The European PPA market is showing signs of recovery after a modest start to the year. According to the report published by Pexapark in April 2025, 1,556 MW of new agreements were signed during the month of March, distributed across 24 public contracts. This figure represents a 129% increase compared to February, breaking the downward trend that characterized the start of 2025.
62% of the signed volumes came from corporate PPAs, reaching 962 MW, while contracts with utilities climbed to 594 MW, more than double the previous month. Although the number of agreements remained stable, the average size of each contract grew significantly.
Spain leads in volume with 686.9 MW, signed from six contracts, followed by Italy with 380 MW from four firms, and Poland with 152 MW from two PPAs.
Price Evolution: Widespread Decline in European Markets
In contrast to the rebound in contracts, PPA prices continued their decline in March, extending the downward cycle that began in February. The Pexapark EURO Composite index closed the month at 49.5 EUR/MWh, 1.4% less than in February.
Among the most affected markets, Poland registered a 4.8% drop, impacted by a drop in future energy prices and a sharp increase in monthly solar generation, which increased by 80% to 1.7 TWh. Italy, meanwhile, posted a 2.8% drop, influenced by the decline in gas prices for Cal26 and Cal27 contracts.
Portugal (-2.4%), Spain (-2.3%), France (-1.7%), and Germany (-0.4%) also registered declines, while only Germany (1.4%) and the Netherlands (1.0%) closed the month with increases in their PPA prices.
Leading Companies: Major Contracts in Spain, Italy, and France
Spain led the March volumes with 686.9 MW across six deals, highlighted by an intra-group transaction by Enel, which sold 49.99% of its subsidiary EGPE Solar to Masdar, maintaining PPAs for 446 MW of solar energy for 15 years.
In Italy, Edison Energia signed two large-scale agreements: one with Prysmian to supply from a 150 MW plant, and another with Data4, which contracted a baseload supply of 50 GWh per year from a 148 MW asset.
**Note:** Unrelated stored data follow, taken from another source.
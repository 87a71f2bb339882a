//! Vendor (Safari remote notification) backend.
//!
//! The vendor transport exposes no client-held secret usable as identity.
//! The device is addressed by a server-assigned id, looked up from the
//! vendor device token on every identity-bearing call.

use async_trait::async_trait;
use reqwest::{Method, StatusCode};
use serde_json::Value;
use std::sync::Arc;

use super::{BackendKind, PushBackend, Session};
use crate::error::{PushError, PushResult};
use crate::platform::{VendorPermission, VendorPushNotification};
use crate::subscription::DeviceIdentity;

/// Backend for platforms exposing only vendor push.
pub struct VendorBackend {
    session: Session,
    vendor: Arc<dyn VendorPushNotification>,
    website_push_id: String,
}

impl std::fmt::Debug for VendorBackend {
    fn fmt(&self, f: &mut std::fmt::Formatter<'_>) -> std::fmt::Result {
        f.debug_struct("VendorBackend")
            .field("website_push_id", &self.website_push_id)
            .finish_non_exhaustive()
    }
}

impl VendorBackend {
    /// Create a backend for a website push id.
    pub fn new(
        session: Session,
        vendor: Arc<dyn VendorPushNotification>,
        website_push_id: impl Into<String>,
    ) -> Self {
        Self {
            session,
            vendor,
            website_push_id: website_push_id.into(),
        }
    }

    /// Vendor permission object.
    pub fn vendor(&self) -> &Arc<dyn VendorPushNotification> {
        &self.vendor
    }

    /// Website push id this backend is bound to.
    pub fn website_push_id(&self) -> &str {
        &self.website_push_id
    }

    /// Resolve the server-side device id for a vendor permission.
    ///
    /// `Ok(None)` when there is no device token or the server has no id for
    /// it; the calling flow cannot proceed. Transport failures are `Err`.
    pub async fn get_vendor_device_id(
        &self,
        permission: &VendorPermission,
    ) -> PushResult<Option<DeviceIdentity>> {
        let Some(device_token) = permission.device_token.as_deref() else {
            log::warn!("[Vendor] Permission carries no device token");
            return Ok(None);
        };

        let response = self
            .session
            .api()
            .request(Method::GET, &format!("/v1/safari/devices/{device_token}/deviceID/"))
            .send()
            .await?;

        if response.status() != StatusCode::OK {
            // Token known to the browser but not to the server; the push
            // package may no longer be reachable
            log::warn!("[Vendor] Device id lookup returned {}", response.status());
            return Ok(None);
        }

        let body: Value = match response.json().await {
            Ok(body) => body,
            Err(e) => {
                log::warn!("[Vendor] {}", PushError::MalformedResponse(e.to_string()));
                return Ok(None);
            }
        };
        let device_id = match body.get("device_id") {
            Some(Value::String(id)) if !id.is_empty() => Some(id.clone()),
            Some(Value::Number(id)) => Some(id.to_string()),
            _ => None,
        };
        if device_id.is_none() {
            log::warn!("[Vendor] {}: response has no device_id", PushError::DeviceIdUnavailable);
        }
        Ok(device_id.map(DeviceIdentity::new))
    }
}

#[async_trait]
impl PushBackend for VendorBackend {
    fn kind(&self) -> BackendKind {
        BackendKind::Vendor
    }

    fn session(&self) -> &Session {
        &self.session
    }

    async fn device_identity(&self) -> PushResult<Option<DeviceIdentity>> {
        let permission = self.vendor.permission(&self.website_push_id).await?;
        self.get_vendor_device_id(&permission).await
    }

    /// Vendor devices are registered by the push package exchange; here
    /// activation means the server knows a device id for this browser.
    async fn activate(&self) -> bool {
        match self.device_identity().await {
            Ok(Some(_)) => true,
            Ok(None) => false,
            Err(e) => {
                log::warn!("[Vendor] Device id lookup failed: {e}");
                false
            }
        }
    }
}
//! Push backends: one capability set, two delivery mechanisms.
//!
//! # Architecture
//!
//! ```text
//! PushBackend (trait)
//!     │
//!     ├── StandardBackend
//!     │   └── identity = encoded `auth` key of the Push API subscription
//!     │
//!     └── VendorBackend
//!         └── identity = server device id looked up from the vendor token
//! ```
//!
//! Implementations supply identity resolution and activation. Token
//! minting, get-or-mint, and the authenticated calls (segments, event log)
//! are shared and live here as provided methods.
//!
//! # Stale tokens
//!
//! A 401 on an authenticated call means the cached token is past its
//! 60 minute window. The call mints a fresh token and retries exactly once;
//! a second 401 is a plain failure.

// Rust guideline compliant 2026-02

pub mod standard;
pub mod vendor;

use async_trait::async_trait;
use reqwest::{header, Method, RequestBuilder, StatusCode};
use serde::{Deserialize, Serialize};
use std::collections::BTreeMap;
use std::sync::Arc;

use crate::api::{self, ApiClient, DEVICE_NOT_REGISTERED};
use crate::error::{PushError, PushResult};
use crate::subscription::DeviceIdentity;
use crate::token_store::AuthTokenStore;

pub use standard::StandardBackend;
pub use vendor::VendorBackend;

/// Which delivery mechanism a backend drives.
#[derive(Debug, Clone, Copy, PartialEq, Eq)]
pub enum BackendKind {
    /// Standards-based Push API.
    Standard,
    /// Vendor remote notifications.
    Vendor,
}

impl std::fmt::Display for BackendKind {
    fn fmt(&self, f: &mut std::fmt::Formatter<'_>) -> std::fmt::Result {
        match self {
            Self::Standard => write!(f, "standard"),
            Self::Vendor => write!(f, "vendor"),
        }
    }
}

/// State shared by both backends: API client and token slot.
#[derive(Debug, Clone)]
pub struct Session {
    api: ApiClient,
    tokens: AuthTokenStore,
    /// Collapses concurrent get-or-mint callers into one mint.
    mint_guard: Arc<tokio::sync::Mutex<()>>,
}

impl Session {
    /// Create a session over an API client and token store.
    pub fn new(api: ApiClient, tokens: AuthTokenStore) -> Self {
        Self {
            api,
            tokens,
            mint_guard: Arc::new(tokio::sync::Mutex::new(())),
        }
    }

    /// API client.
    pub fn api(&self) -> &ApiClient {
        &self.api
    }

    /// Token store.
    pub fn tokens(&self) -> &AuthTokenStore {
        &self.tokens
    }

    /// POST `/v1/devices/{identity}/authentication-tokens`.
    async fn request_token(&self, identity: &DeviceIdentity) -> PushResult<MintResponse> {
        let response = self
            .api
            .device_request(Method::POST, identity, "authentication-tokens")
            .send()
            .await?;

        let status = response.status();
        if status == StatusCode::OK {
            let body: TokenResponse = match response.json().await {
                Ok(body) => body,
                Err(e) => {
                    log::warn!("[Auth] {}", PushError::MalformedResponse(e.to_string()));
                    return Ok(MintResponse::Rejected);
                }
            };
            return Ok(match body.id_token {
                Some(token) if !token.is_empty() => MintResponse::Minted(token),
                _ => {
                    log::warn!("[Auth] Token response has no id_token");
                    MintResponse::Rejected
                }
            });
        }

        let body = api::read_error_body(response).await;
        log::warn!(
            "[Auth] status:{} msg:{}",
            status.as_u16(),
            body.message.as_deref().unwrap_or_default()
        );
        if status == StatusCode::NOT_FOUND && body.code == Some(DEVICE_NOT_REGISTERED) {
            return Ok(MintResponse::DeviceNotRegistered);
        }
        Ok(MintResponse::Rejected)
    }

    async fn store_minted(&self, token: &str) -> PushResult<bool> {
        self.tokens.set_token(token).await?;
        log::info!("[Auth] Minted new auth token");
        Ok(true)
    }
}

/// Body of a successful token mint.
#[derive(Debug, Deserialize)]
struct TokenResponse {
    #[serde(default)]
    id_token: Option<String>,
}

enum MintResponse {
    Minted(String),
    DeviceNotRegistered,
    Rejected,
}

/// Event kind reported when a notification led the user to the site.
pub const LAUNCH_APP_EVENT: &str = "richflyer_launch_app";

/// Body of `POST /v1/devices/{id}/event-logs-webpush`.
#[derive(Debug, Clone, Serialize, PartialEq, Eq)]
pub struct EventLogEntry {
    /// Backend-assigned notification id.
    pub notification_id: String,
    /// Event kind.
    pub event_id: String,
    /// Unix seconds.
    pub event_time: i64,
}

impl EventLogEntry {
    /// Launch event for a notification, timestamped now.
    pub fn launch(notification_id: &str) -> Self {
        Self {
            notification_id: notification_id.to_string(),
            event_id: LAUNCH_APP_EVENT.to_string(),
            event_time: chrono::Utc::now().timestamp(),
        }
    }
}

/// An authenticated, device-scoped call.
#[derive(Debug, Clone, Copy)]
pub enum DeviceCall<'a> {
    /// PUT normalized segments.
    Segments(&'a BTreeMap<String, String>),
    /// POST an event log entry.
    EventLog(&'a EventLogEntry),
}

impl DeviceCall<'_> {
    fn request(&self, api: &ApiClient, identity: &DeviceIdentity, token: &str) -> RequestBuilder {
        let builder = match self {
            Self::Segments(segments) => api
                .device_request(Method::PUT, identity, "segments")
                .json(&serde_json::json!({ "segments": segments })),
            Self::EventLog(entry) => api
                .device_request(Method::POST, identity, "event-logs-webpush")
                .json(entry),
        };
        builder
            .header(header::ACCEPT, "application/json")
            .bearer_auth(token)
    }

    fn label(&self) -> &'static str {
        match self {
            Self::Segments(_) => "Segments",
            Self::EventLog(_) => "EventLog",
        }
    }
}

/// Uniform capability set over both delivery mechanisms.
#[async_trait]
pub trait PushBackend: Send + Sync {
    /// Delivery mechanism.
    fn kind(&self) -> BackendKind;

    /// Shared API client and token store.
    fn session(&self) -> &Session;

    /// Identity addressing this device, or `None` if it cannot be resolved.
    async fn device_identity(&self) -> PushResult<Option<DeviceIdentity>>;

    /// Register this device with the backend. Rejections and transport
    /// failures both yield `false`.
    async fn activate(&self) -> bool;

    /// Called when minting reports "device not registered". Returns `true`
    /// if the device was re-registered and minting may be retried.
    async fn recover_unregistered_device(&self) -> bool {
        false
    }

    /// Mint a fresh token and store it.
    ///
    /// Always starts by clearing the cached token. On "device not
    /// registered" the backend gets one chance to recover, after which
    /// minting is retried once. Transport failures propagate.
    async fn mint_auth_token(&self) -> PushResult<bool> {
        let session = self.session();
        if let Err(e) = session.tokens().clear_token().await {
            log::debug!("[Auth] Clearing cached token failed: {e}");
        }

        let Some(identity) = self.device_identity().await? else {
            log::warn!("[Auth] No device identity, cannot mint token");
            return Ok(false);
        };

        match session.request_token(&identity).await? {
            MintResponse::Minted(token) => session.store_minted(&token).await,
            MintResponse::Rejected => Ok(false),
            MintResponse::DeviceNotRegistered => {
                log::info!("[Auth] Device not registered on {} backend", self.kind());
                if !self.recover_unregistered_device().await {
                    return Ok(false);
                }
                match session.request_token(&identity).await? {
                    MintResponse::Minted(token) => session.store_minted(&token).await,
                    _ => Ok(false),
                }
            }
        }
    }

    /// Cached token, minting one if the cache is empty.
    ///
    /// `None` when minting failed; never an error for that case.
    async fn resolve_auth_key(&self) -> PushResult<Option<String>> {
        let tokens = self.session().tokens();
        if let Some(token) = tokens.get_cached_token().await? {
            return Ok(Some(token));
        }

        let _guard = self.session().mint_guard.lock().await;
        // Another caller may have minted while we waited
        if let Some(token) = tokens.get_cached_token().await? {
            return Ok(Some(token));
        }

        if !self.mint_auth_token().await? {
            log::warn!("[Auth] Can't make auth token");
            return Ok(None);
        }
        let token = tokens.get_cached_token().await?;
        if token.is_none() {
            log::warn!("[Auth] Minted token missing from store");
        }
        Ok(token)
    }

    /// PUT normalized segments for this device.
    async fn update_segments(&self, segments: &BTreeMap<String, String>) -> PushResult<bool> {
        send_authorized(self, DeviceCall::Segments(segments)).await
    }

    /// POST an event log entry for this device.
    async fn report_event(&self, entry: &EventLogEntry) -> PushResult<bool> {
        send_authorized(self, DeviceCall::EventLog(entry)).await
    }
}

/// Run an authenticated call with the single re-mint retry on 401.
async fn send_authorized<B>(backend: &B, call: DeviceCall<'_>) -> PushResult<bool>
where
    B: PushBackend + ?Sized,
{
    let label = call.label();
    let Some(token) = backend.resolve_auth_key().await? else {
        return Ok(false);
    };
    let Some(identity) = backend.device_identity().await? else {
        log::warn!("[{label}] No device identity");
        return Ok(false);
    };

    let api = backend.session().api();
    let response = call.request(api, &identity, &token).send().await?;
    match response.status() {
        StatusCode::OK => Ok(true),
        StatusCode::UNAUTHORIZED => {
            log::info!("[{label}] {} (401), minting a fresh one", PushError::StaleAuth);
            if !backend.mint_auth_token().await? {
                return Ok(false);
            }
            let Some(token) = backend.session().tokens().get_cached_token().await? else {
                return Ok(false);
            };

            let retry = call.request(api, &identity, &token).send().await?;
            if retry.status() == StatusCode::OK {
                return Ok(true);
            }
            log::warn!("[{label}] {}", api::rejection(retry).await);
            Ok(false)
        }
        _ => {
            log::warn!("[{label}] {}", api::rejection(response).await);
            Ok(false)
        }
    }
}

#[cfg(test)]
mod tests {
    use super::*;

    #[test]
    fn test_token_response_deserialize() {
        let body: TokenResponse = serde_json::from_str(r#"{"id_token": "eyJ.abc"}"#).unwrap();
        assert_eq!(body.id_token.as_deref(), Some("eyJ.abc"));

        let body: TokenResponse = serde_json::from_str(r#"{"other": 1}"#).unwrap();
        assert_eq!(body.id_token, None);
    }

    #[test]
    fn test_event_log_entry_wire_shape() {
        let entry = EventLogEntry {
            notification_id: "n-1".to_string(),
            event_id: LAUNCH_APP_EVENT.to_string(),
            event_time: 1_700_000_000,
        };
        assert_eq!(
            serde_json::to_value(&entry).unwrap(),
            serde_json::json!({
                "notification_id": "n-1",
                "event_id": "richflyer_launch_app",
                "event_time": 1_700_000_000
            })
        );
    }

    #[test]
    fn test_launch_entry_uses_current_time() {
        let before = chrono::Utc::now().timestamp();
        let entry = EventLogEntry::launch("n-2");
        assert!(entry.event_time >= before);
        assert_eq!(entry.event_id, LAUNCH_APP_EVENT);
    }
}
These contracts are the largest signed in the country for a single asset, breaking the national average of 39 MW per agreement.
France, meanwhile, had the first public PPA of the year. A consortium led by Nantes Metropole, along with other entities such as SEMITAN and SEMINN, contracted 43 GWh/year through two agreements with Valoren and EnR 44, covering wind and solar generation in the west of the country.
Technologies: Solar PV Dominates the Market
Solar technology was the main player, accounting for 1,389 MW of the total signed in March (89%) across 17 agreements. Onshore wind energy participated with 139 MW across four contracts.
In the first quarter of 2025, Europe signed 3,026 MW across 73 agreements, below the 4,279 MW recorded in the same period in 2024. However, March marked a turning point, with a monthly average of 1,008 MW, which, although still 30% lower year-on-year, offers a glimpse of a possible recovery.
Regulation: The European Commission proposes new incentives for 24/7 PPAs
One of the report’s main focuses is the analysis of a new instrument being evaluated by the European Commission within the framework of the Clean Industrial Deal: the so-called “Clean Flexibility Instrument,” aimed at incentivizing clean, flexible, and continuous electricity consumption by industrial corporations.
The proposal envisions national auctions where companies will compete for subsidies, committing to consume 100% renewable electricity 24 hours a day for 15 years, either through PPAs with time-matching or consumption shifting through storage.
The initiative aims to strengthen the role of 24/7 PPAs, Demand Side Response (DSR), and storage systems (BESS) as part of an integrated sustainability strategy.
However, criticism has emerged from the industry over the requirement for full compliance from the outset. One aluminum industry company estimated that operating a single furnace under these parameters would cost more than €22 billion, and noted the lack of certification standards to validate it.
Conclusion
March is consolidating as the month of recovery for the European PPA market, with strong participation from the corporate sector, clear dominance of solar energy, and firm signs of progress in new regulations aimed at clean, continuous, and flexible consumption.
Spain, Italy, and Poland are leading the recovery, while prices continue to decline, reflecting the downward pressure of energy markets. The advancement of proposals such as the clean flexibility instrument aims to strengthen the strategic role of PPAs in the European industrial energy transition.